Another revival from the 1980s at the Finborough, and it's what they're billing as the first-ever AIDS play, William M. Hoffman's As Is. The play opens with a pair of exes arguing over who gets which of their shared possessions. But Rich (Tom Colley) is using the squabble as a delaying tactic for what he really needs to tell Saul (David Poynor,) namely that he's tested HIV positive. The following 80 minutes flash both back to their relationship and its end, and forward to Rich's deteriorating health - and the ex-boyfriend who still loves him remaining at his side as a constant support. As well as this personal story that carries the heart of the narrative through, Hoffman also spreads his focus out to the New York gay community at large - the liberated, promiscuous subculture of the 1970s that was so vulnerable to an unknown killer disease - and the support networks that they created in its wake.
This attempt to be all-encompassing runs the risk of losing focus, but fortunately Andrew Keates' production manages to anchor everything together, with a pair of appealing central performances backed up by a busily multitasking supporting cast.

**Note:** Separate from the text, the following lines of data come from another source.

//! Boot-protocol keyboard report layout.
//!
//! ```text
//! Byte 0:   modifier bitmask (bit 0 = Left Ctrl .. bit 7 = Right GUI)
//! Byte 1:   reserved, always 0
//! Byte 2-7: up to six keycodes; this crate only ever populates byte 2
//! ```

use usbd_human_interface_device::page::Keyboard;

use crate::channel::Channel;

pub const REPORT_LEN: usize = 8;

/// Modifier bitmask values for the report's first byte.
pub mod modifier {
    pub const LEFT_CTRL: u8 = 1 << 0;
    pub const LEFT_SHIFT: u8 = 1 << 1;
    pub const LEFT_ALT: u8 = 1 << 2;
    pub const LEFT_GUI: u8 = 1 << 3;
    pub const RIGHT_CTRL: u8 = 1 << 4;
    pub const RIGHT_SHIFT: u8 = 1 << 5;
    pub const RIGHT_ALT: u8 = 1 << 6;
    pub const RIGHT_GUI: u8 = 1 << 7;
}

#[derive(Debug, Clone, Copy, Default, PartialEq, Eq)]
pub struct Report {
    pub modifier: u8,
    pub reserved: u8,
    pub keycodes: [u8; 6],
}

impl Report {
    /// The shared all-keys-released value, reused by every channel.
    pub const RELEASED: Self = Self {
        modifier: 0,
        reserved: 0,
        keycodes: [0; 6],
    };

    pub fn to_bytes(&self) -> [u8; REPORT_LEN] {
        let k = self.keycodes;
        [self.modifier, self.reserved, k[0], k[1], k[2], k[3], k[4], k[5]]
    }

    /// The report as a key sequence, modifiers first, for HID class
    /// writers that serialize reports themselves.
    pub fn keys(&self) -> impl Iterator<Item = Keyboard> + '_ {
        let modifier = self.modifier;
        (0..8u8)
            .filter(move |bit| modifier & (1 << bit) != 0)
            .map(|bit| Keyboard::from(0xE0 + bit))
            .chain(
                self.keycodes
                    .iter()
                    .filter(|&&code| code != 0)
                    .map(|&code| Keyboard::from(code)),
            )
    }
}

/// Encode a channel's report. Cannot fail: the registry validated the
/// channel at construction.
pub fn encode(channel: &Channel, pressed: bool) -> Report {
    if !pressed {
        return Report::RELEASED;
    }
    let mut keycodes = [0; 6];
    keycodes[0] = channel.keycode().into();
    Report {
        modifier: channel.modifiers(),
        reserved: 0,
        keycodes,
    }
}

#[cfg(test)]
mod tests {
    extern crate std;

    use super::*;
    use crate::channel::{ChannelSpec, Registry};

    fn channel(modifiers: u8, keycode: Keyboard) -> Channel {
        let registry: Registry<1> =
            Registry::new(&[ChannelSpec { modifiers, keycode }]).unwrap();
        *registry.get(0).unwrap()
    }

    #[test]
    fn press_layout() {
        let report = encode(
            &channel(modifier::LEFT_CTRL | modifier::LEFT_SHIFT, Keyboard::J),
            true,
        );
        assert_eq!(report.to_bytes(), [0x03, 0x00, 0x0D, 0, 0, 0, 0, 0]);
    }

    #[test]
    fn release_is_all_zero() {
        let report = encode(&channel(modifier::LEFT_ALT, Keyboard::B), false);
        assert_eq!(report, Report::RELEASED);
        assert_eq!(report.to_bytes(), [0; REPORT_LEN]);
    }

    #[test]
    fn keys_yields_modifiers_then_keycode() {
        let report = encode(
            &channel(modifier::LEFT_SHIFT | modifier::LEFT_ALT, Keyboard::ReturnEnter),
            true,
        );
        let keys: heapless::Vec<Keyboard, 4> = report.keys().collect();
        assert_eq!(
            keys,
            [Keyboard::LeftShift, Keyboard::LeftAlt, Keyboard::ReturnEnter]
        );
    }

    #[test]
    fn released_has_no_keys() {
        assert_eq!(Report::RELEASED.keys().count(), 0);
    }
}
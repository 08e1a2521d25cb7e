//! Per-channel debounce state machine: a burst of raw edges in, one
//! press/release report pair out.

use core::ops::Add;

/// Which half of the report pair a fired transition wants sent.
#[derive(Debug, Clone, Copy, PartialEq, Eq)]
pub enum ReportKind {
    Press,
    Release,
}

/// What to do with edges that arrive while a pair is in flight.
#[derive(Debug, Clone, Copy, PartialEq, Eq)]
pub enum LateEdgePolicy {
    /// Drop them; no re-arm until the channel is idle again.
    Ignore,
    /// Latch at most one and start a fresh cycle once the pair closes.
    QueueOne,
}

impl Default for LateEdgePolicy {
    fn default() -> Self {
        Self::Ignore
    }
}

#[derive(Debug, Clone, Copy)]
pub struct DebounceConfig<D> {
    /// Quiet time a channel must see after its last edge before the
    /// press is considered stable.
    pub debounce_window: D,
    /// Time the key is reported held before the release goes out.
    pub hold_interval: D,
    pub late_edges: LateEdgePolicy,
}

#[derive(Debug, Clone, Copy, PartialEq, Eq)]
pub enum Phase<I> {
    Idle,
    Pending { deadline: I },
    Transmitting { release_at: I },
    Releasing,
}

#[derive(Debug, Clone, Copy)]
pub struct DebounceState<I> {
    phase: Phase<I>,
    repress: bool,
}

impl<I: Copy + PartialOrd> DebounceState<I> {
    pub const fn new() -> Self {
        Self {
            phase: Phase::Idle,
            repress: false,
        }
    }

    pub fn phase(&self) -> Phase<I> {
        self.phase
    }

    /// Whether a press/release pair is currently open.
    pub fn in_flight(&self) -> bool {
        matches!(self.phase, Phase::Transmitting { .. } | Phase::Releasing)
    }

    /// Deadline of the next timed transition, if one is armed.
    pub fn deadline(&self) -> Option<I> {
        match self.phase {
            Phase::Pending { deadline } => Some(deadline),
            Phase::Transmitting { release_at } => Some(release_at),
            Phase::Idle | Phase::Releasing => None,
        }
    }

    /// Record a raw edge at `now`. Re-arming replaces the previous
    /// deadline; bounce restarts the window rather than accumulating.
    pub fn edge<D: Copy>(&mut self, now: I, config: &DebounceConfig<D>)
    where
        I: Add<D, Output = I>,
    {
        match self.phase {
            Phase::Idle | Phase::Pending { .. } => {
                self.phase = Phase::Pending {
                    deadline: now + config.debounce_window,
                };
            }
            Phase::Transmitting { .. } | Phase::Releasing => {
                if let LateEdgePolicy::QueueOne = config.late_edges {
                    self.repress = true;
                }
            }
        }
    }

    /// Take the timed transition due at `now`, if any. The caller must
    /// attempt the returned send and close it with [`Self::press_dropped`]
    /// or [`Self::release_done`].
    pub fn fire<D: Copy>(&mut self, now: I, config: &DebounceConfig<D>) -> Option<ReportKind>
    where
        I: Add<D, Output = I>,
    {
        match self.phase {
            Phase::Pending { deadline } if deadline <= now => {
                self.phase = Phase::Transmitting {
                    release_at: now + config.hold_interval,
                };
                Some(ReportKind::Press)
            }
            Phase::Transmitting { release_at } if release_at <= now => {
                self.phase = Phase::Releasing;
                Some(ReportKind::Release)
            }
            _ => None,
        }
    }

    /// The press never made it out; the cycle is abandoned.
    pub fn press_dropped(&mut self) {
        self.phase = Phase::Idle;
        self.repress = false;
    }

    /// The release attempt finished; either way the pair is closed.
    pub fn release_done<D: Copy>(&mut self, now: I, config: &DebounceConfig<D>)
    where
        I: Add<D, Output = I>,
    {
        if core::mem::take(&mut self.repress) {
            self.phase = Phase::Pending {
                deadline: now + config.debounce_window,
            };
        } else {
            self.phase = Phase::Idle;
        }
    }
}

impl<I: Copy + PartialOrd> Default for DebounceState<I> {
    fn default() -> Self {
        Self::new()
    }
}

#[cfg(test)]
mod tests {
    extern crate std;

    use super::*;

    const CONFIG: DebounceConfig<u64> = DebounceConfig {
        debounce_window: 25,
        hold_interval: 100,
        late_edges: LateEdgePolicy::Ignore,
    };

    const QUEUED: DebounceConfig<u64> = DebounceConfig {
        debounce_window: 25,
        hold_interval: 100,
        late_edges: LateEdgePolicy::QueueOne,
    };

    #[test]
    fn edge_arms_window() {
        let mut state: DebounceState<u64> = DebounceState::new();
        state.edge(0, &CONFIG);
        assert_eq!(state.phase(), Phase::Pending { deadline: 25 });
        assert_eq!(state.deadline(), Some(25));

        assert_eq!(state.fire(24, &CONFIG), None);
        assert_eq!(state.fire(25, &CONFIG), Some(ReportKind::Press));
        assert_eq!(state.phase(), Phase::Transmitting { release_at: 125 });
    }

    #[test]
    fn bounce_restarts_window() {
        let mut state: DebounceState<u64> = DebounceState::new();
        state.edge(0, &CONFIG);
        state.edge(10, &CONFIG);
        state.edge(20, &CONFIG);
        assert_eq!(state.deadline(), Some(45));

        assert_eq!(state.fire(44, &CONFIG), None);
        assert_eq!(state.fire(45, &CONFIG), Some(ReportKind::Press));
        assert_eq!(state.fire(46, &CONFIG), None);
    }

    #[test]
    fn hold_then_release() {
        let mut state: DebounceState<u64> = DebounceState::new();
        state.edge(0, &CONFIG);
        assert_eq!(state.fire(25, &CONFIG), Some(ReportKind::Press));
        assert!(state.in_flight());

        assert_eq!(state.fire(124, &CONFIG), None);
        assert_eq!(state.fire(125, &CONFIG), Some(ReportKind::Release));
        assert_eq!(state.phase(), Phase::Releasing);

        state.release_done(125, &CONFIG);
        assert_eq!(state.phase(), Phase::Idle);
    }

    #[test]
    fn press_dropped_abandons_cycle() {
        let mut state: DebounceState<u64> = DebounceState::new();
        state.edge(0, &CONFIG);
        assert_eq!(state.fire(25, &CONFIG), Some(ReportKind::Press));

        state.press_dropped();
        assert_eq!(state.phase(), Phase::Idle);
        assert_eq!(state.fire(200, &CONFIG), None);
    }

    #[test]
    fn late_edge_ignored() {
        let mut state: DebounceState<u64> = DebounceState::new();
        state.edge(0, &CONFIG);
        assert_eq!(state.fire(25, &CONFIG), Some(ReportKind::Press));

        state.edge(50, &CONFIG);
        assert_eq!(state.phase(), Phase::Transmitting { release_at: 125 });

        assert_eq!(state.fire(125, &CONFIG), Some(ReportKind::Release));
        state.release_done(125, &CONFIG);
        assert_eq!(state.phase(), Phase::Idle);
    }

    #[test]
    fn late_edge_queued_starts_new_cycle() {
        let mut state: DebounceState<u64> = DebounceState::new();
        state.edge(0, &QUEUED);
        assert_eq!(state.fire(25, &QUEUED), Some(ReportKind::Press));

        state.edge(50, &QUEUED);
        state.edge(60, &QUEUED);

        assert_eq!(state.fire(125, &QUEUED), Some(ReportKind::Release));
        state.release_done(125, &QUEUED);
        assert_eq!(state.phase(), Phase::Pending { deadline: 150 });

        assert_eq!(state.fire(150, &QUEUED), Some(ReportKind::Press));
    }
}
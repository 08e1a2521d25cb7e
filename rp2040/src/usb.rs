//! USB wiring: boot-keyboard class, transport adapter, link mapping.

use frunk::{HCons, HNil};
use rp_pico::hal::usb::UsbBus as Rp2040Usb;
use usb_device::class_prelude::UsbBusAllocator;
use usb_device::device::{UsbDevice, UsbDeviceBuilder, UsbDeviceState, UsbVidPid};
use usbd_human_interface_device::device::keyboard::{BootKeyboard, BootKeyboardConfig};
use usbd_human_interface_device::prelude::*;

use hidpad::channel::ChannelId;
use hidpad::debounce::ReportKind;
use hidpad::dispatch::EventSink;
use hidpad::report::Report;
use hidpad::transport::{LinkStatus, Transport, TransportError};

use crate::config;

pub type KeyboardDev<'a> = HCons<BootKeyboard<'a, Rp2040Usb>, HNil>;

/// The shared report sink: a boot-protocol keyboard interface.
pub struct UsbKeyboard {
    pub class: UsbHidClass<'static, Rp2040Usb, KeyboardDev<'static>>,
}

impl UsbKeyboard {
    pub fn new(usb_alloc: &'static UsbBusAllocator<Rp2040Usb>) -> Self {
        Self {
            class: UsbHidClassBuilder::new()
                .add_device(BootKeyboardConfig::default())
                .build(usb_alloc),
        }
    }
}

impl Transport for UsbKeyboard {
    fn send(&mut self, report: &Report) -> Result<(), TransportError> {
        match self.class.device().write_report(report.keys()) {
            Ok(_) => Ok(()),
            // an identical report is already on the wire; nothing lost
            Err(UsbHidError::Duplicate) => Ok(()),
            Err(_) => Err(TransportError::SendFailed),
        }
    }
}

pub fn device(usb_alloc: &'static UsbBusAllocator<Rp2040Usb>) -> UsbDevice<'static, Rp2040Usb> {
    UsbDeviceBuilder::new(usb_alloc, UsbVidPid(config::USB_VID, config::USB_PID))
        .manufacturer(config::USB_MANUFACTURER)
        .product(config::USB_PRODUCT)
        .serial_number(env!("CARGO_PKG_VERSION"))
        .build()
}

pub fn link_status(state: UsbDeviceState) -> LinkStatus {
    match state {
        UsbDeviceState::Configured => LinkStatus::Connected,
        UsbDeviceState::Suspend => LinkStatus::Suspended,
        UsbDeviceState::Default | UsbDeviceState::Addressed => LinkStatus::Disconnected,
    }
}

/// Routes dispatcher events to the log.
pub struct DefmtEvents;

impl EventSink for DefmtEvents {
    fn report_dropped(&mut self, id: ChannelId, kind: ReportKind, error: TransportError) {
        defmt::warn!(
            "channel {}: {} report dropped: {}",
            id,
            defmt::Debug2Format(&kind),
            defmt::Debug2Format(&error),
        );
    }

    fn link_changed(&mut self, link: LinkStatus) {
        defmt::info!("usb link: {}", defmt::Debug2Format(&link));
    }
}
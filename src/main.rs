#[tokio::main]
async fn main() -> anyhow::Result<()> {
    wayfarer::cli::execute().await
}
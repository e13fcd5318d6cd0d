//! Pre/Post Action Checker (C8): cheap, DOM-only gating around a step.
//!
//! The pre-check clears non-critical overlays (cookie banners), refuses to
//! proceed while a critical blocker (modal, loading spinner) is still up,
//! and snapshots a [`PageState`]. The post-check diffs a fresh snapshot
//! against that baseline so the orchestrator can tell a silent no-op from a
//! step that actually did something.

pub mod errors;
pub mod overlays;

pub use errors::CheckerError;

use std::hash::{Hash, Hasher};
use std::sync::Arc;
use tracing::{debug, warn};
use wayfarer_core_types::{ExecRoute, PageState, Selector, StateDiff};
use wayfarer_driver::Driver;

/// Result of [`ActionChecker::pre_check`].
#[derive(Debug, Clone)]
pub struct PreCheckResult {
    /// `false` if a critical blocker (modal, loading indicator) is still
    /// visible after the auto-dismiss pass.
    pub ready: bool,
    /// Selectors successfully clicked away during this pass.
    pub dismissed: Vec<String>,
    /// Selectors still blocking readiness.
    pub blocking: Vec<String>,
    pub state: PageState,
}

/// Result of [`ActionChecker::post_check`].
#[derive(Debug, Clone)]
pub struct PostCheckResult {
    pub diff: StateDiff,
    pub state: PageState,
    /// `true` when the action had no observable effect and isn't one of the
    /// verbs expected to be a no-op (a pure wait or an assertion).
    pub silent_no_op: bool,
}

pub struct ActionChecker {
    driver: Arc<dyn Driver>,
}

impl ActionChecker {
    pub fn new(driver: Arc<dyn Driver>) -> Self {
        Self { driver }
    }

    /// Detects visible overlays, auto-dismisses the non-critical ones
    /// (cookie banners), and reports whether a critical blocker remains.
    pub async fn pre_check(&self, route: &ExecRoute) -> Result<PreCheckResult, CheckerError> {
        let mut dismissed = Vec::new();
        let mut blocking = Vec::new();

        for raw in overlays::COOKIE_BANNER_SELECTORS {
            let selector = Selector::css(*raw);
            if self.driver.is_visible(route, &selector).await.unwrap_or(false) {
                match self.driver.click(route, &selector, false).await {
                    Ok(()) => {
                        debug!(selector = *raw, "dismissed cookie banner");
                        dismissed.push((*raw).to_string());
                    }
                    Err(err) => warn!(selector = *raw, error = %err, "cookie banner dismiss click failed"),
                }
            }
        }

        for raw in overlays::MODAL_DISMISS_SELECTORS {
            let selector = Selector::css(*raw);
            if !self.driver.is_visible(route, &selector).await.unwrap_or(false) {
                continue;
            }
            let _ = self.driver.click(route, &selector, false).await;
            if self.driver.is_visible(route, &selector).await.unwrap_or(false) {
                warn!(selector = *raw, "modal still visible after dismiss attempt");
                blocking.push((*raw).to_string());
            } else {
                dismissed.push((*raw).to_string());
            }
        }

        for raw in overlays::LOADING_INDICATORS {
            let selector = Selector::css(*raw);
            if self.driver.is_visible(route, &selector).await.unwrap_or(false) {
                blocking.push((*raw).to_string());
            }
        }

        let state = self.snapshot(route).await?;
        Ok(PreCheckResult { ready: blocking.is_empty(), dismissed, blocking, state })
    }

    /// Takes a fresh snapshot and diffs it against `before`. `verb_is_passive`
    /// should be `true` for pure wait/assertion verbs, which are expected to
    /// leave the page untouched and therefore never get flagged as a silent
    /// no-op.
    pub async fn post_check(&self, route: &ExecRoute, before: &PageState, verb_is_passive: bool) -> Result<PostCheckResult, CheckerError> {
        let state = self.snapshot(route).await?;
        let diff = state.diff(before);
        let silent_no_op = !verb_is_passive && !diff.action_had_effect;
        if silent_no_op {
            warn!(url = %state.url, "action produced no observable effect");
        }
        Ok(PostCheckResult { diff, state, silent_no_op })
    }

    /// Snapshots URL, a stable-content hash, interactive element count, and
    /// currently visible error/blocker indicators.
    pub async fn snapshot(&self, route: &ExecRoute) -> Result<PageState, CheckerError> {
        let url = self.driver.page_url(route).await?;
        let content = self.driver.page_content(route).await?;
        let dom_hash = content_hash(&content);
        let interactive_count = wayfarer_heuristic_engine::parse_elements(&content)
            .iter()
            .filter(|el| is_interactive_tag(&el.tag))
            .count();

        let mut visible_errors = Vec::new();
        for raw in overlays::ERROR_INDICATORS {
            let selector = Selector::css(*raw);
            if self.driver.is_visible(route, &selector).await.unwrap_or(false) {
                visible_errors.push((*raw).to_string());
            }
        }
        let mut visible_blockers = Vec::new();
        for raw in overlays::MODAL_DISMISS_SELECTORS.iter().chain(overlays::LOADING_INDICATORS) {
            let selector = Selector::css(*raw);
            if self.driver.is_visible(route, &selector).await.unwrap_or(false) {
                visible_blockers.push((*raw).to_string());
            }
        }

        Ok(PageState::new(url, dom_hash, interactive_count).with_errors(visible_errors).with_blockers(visible_blockers))
    }
}

fn is_interactive_tag(tag: &str) -> bool {
    matches!(tag, "a" | "button" | "input" | "select" | "textarea" | "option" | "label")
}

fn content_hash(content: &str) -> u64 {
    let mut hasher = std::collections::hash_map::DefaultHasher::new();
    content.hash(&mut hasher);
    hasher.finish()
}

#[cfg(test)]
mod tests {
    use super::*;
    use wayfarer_driver::mock::{MockDriver, MockElement};

    fn route() -> ExecRoute {
        ExecRoute::main_frame("s", "p")
    }

    #[tokio::test]
    async fn pre_check_dismisses_cookie_banner_and_reports_ready() {
        let driver = Arc::new(
            MockDriver::new()
                .with_page("p", "https://example.com")
                .with_content("p", "<button>Log in</button>")
                .with_element("p", "#cookie-accept", MockElement::visible_enabled("cookie-accept")),
        );
        let checker = ActionChecker::new(driver);
        let result = checker.pre_check(&route()).await.unwrap();
        assert!(result.ready);
        assert!(result.dismissed.iter().any(|s| s == "#cookie-accept"));
    }

    #[tokio::test]
    async fn pre_check_reports_not_ready_when_modal_persists() {
        let driver = Arc::new(
            MockDriver::new()
                .with_page("p", "https://example.com")
                .with_content("p", "<div class=\"modal\">stuck</div>")
                .with_element("p", ".modal-close", MockElement::visible_enabled("modal-close")),
        );
        let checker = ActionChecker::new(driver);
        let result = checker.pre_check(&route()).await.unwrap();
        assert!(!result.ready);
        assert!(result.blocking.iter().any(|s| s == ".modal-close"));
    }

    #[tokio::test]
    async fn post_check_flags_silent_no_op() {
        let driver = Arc::new(
            MockDriver::new().with_page("p", "https://example.com").with_content("p", "<div>static</div>"),
        );
        let checker = ActionChecker::new(driver);
        let before = checker.snapshot(&route()).await.unwrap();
        let result = checker.post_check(&route(), &before, false).await.unwrap();
        assert!(result.silent_no_op);
        assert!(!result.diff.action_had_effect);
    }

    #[tokio::test]
    async fn post_check_does_not_flag_passive_verbs() {
        let driver = Arc::new(
            MockDriver::new().with_page("p", "https://example.com").with_content("p", "<div>static</div>"),
        );
        let checker = ActionChecker::new(driver);
        let before = checker.snapshot(&route()).await.unwrap();
        let result = checker.post_check(&route(), &before, true).await.unwrap();
        assert!(!result.silent_no_op);
    }

    #[tokio::test]
    async fn post_check_detects_url_change() {
        let driver = Arc::new(MockDriver::new().with_page("p", "https://example.com/a"));
        let checker = ActionChecker::new(driver.clone());
        let before = checker.snapshot(&route()).await.unwrap();
        driver.navigate(&route(), "https://example.com/b", wayfarer_driver::WaitUntil::Load).await.unwrap();
        let result = checker.post_check(&route(), &before, false).await.unwrap();
        assert!(result.diff.action_had_effect);
        assert!(result.diff.url_changed);
    }
}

If As Is sometimes fails to coalesce dramatically, it's down to an admirable ambition in how much it tries to convey about an epidemic that was at the time as mysterious as it was frightening. Inevitably the gay experience of AIDS is the focal point but we also get glimpses of how the disease doesn't discriminate along the lines people thought it did - with Anna Tierney as the pregnant, HIV positive wife of a drug addict joining in with a support group.
It's also admirable how this early foray into writing about the disease isn't, like may of its successors, without its lighter side. A thread of gallows humour runs through it alongside it's characters' insistence on entertaining each other with terrible old jokes; and a pair of sexually frustrated volunteers (Paul Standell and Jordan Bernarde) on a support phone line provide a scene of comic relief. (As the following publicity shot may illustrate, Standell convincing as someone who's not getting enough offers of sex requires a certain amount of suspension of disbelief and some pretty good acting.)
With complacency about improving survival rates leading to a rise in infections again, this revival is a welcome reminder of the horror and indignity of AIDS and the combination of terror and hatred that greeted it when it first emerged, with people afraid to touch or even breathe the same air as someone infected, for fear of catching something. Hoffman's attempts to educate on a number of fronts sometimes result in the play feeling too bitty, but it always has the touching central relationship to come back to, and Keates' production handles it sensitively but not too delicately - and even manages to find something uplifting within the bleak context.
As Is by William M. Hoffman is booking until the 31st of August at the Finborough Theatre.
Running time: 1 hour 20 minutes straight through.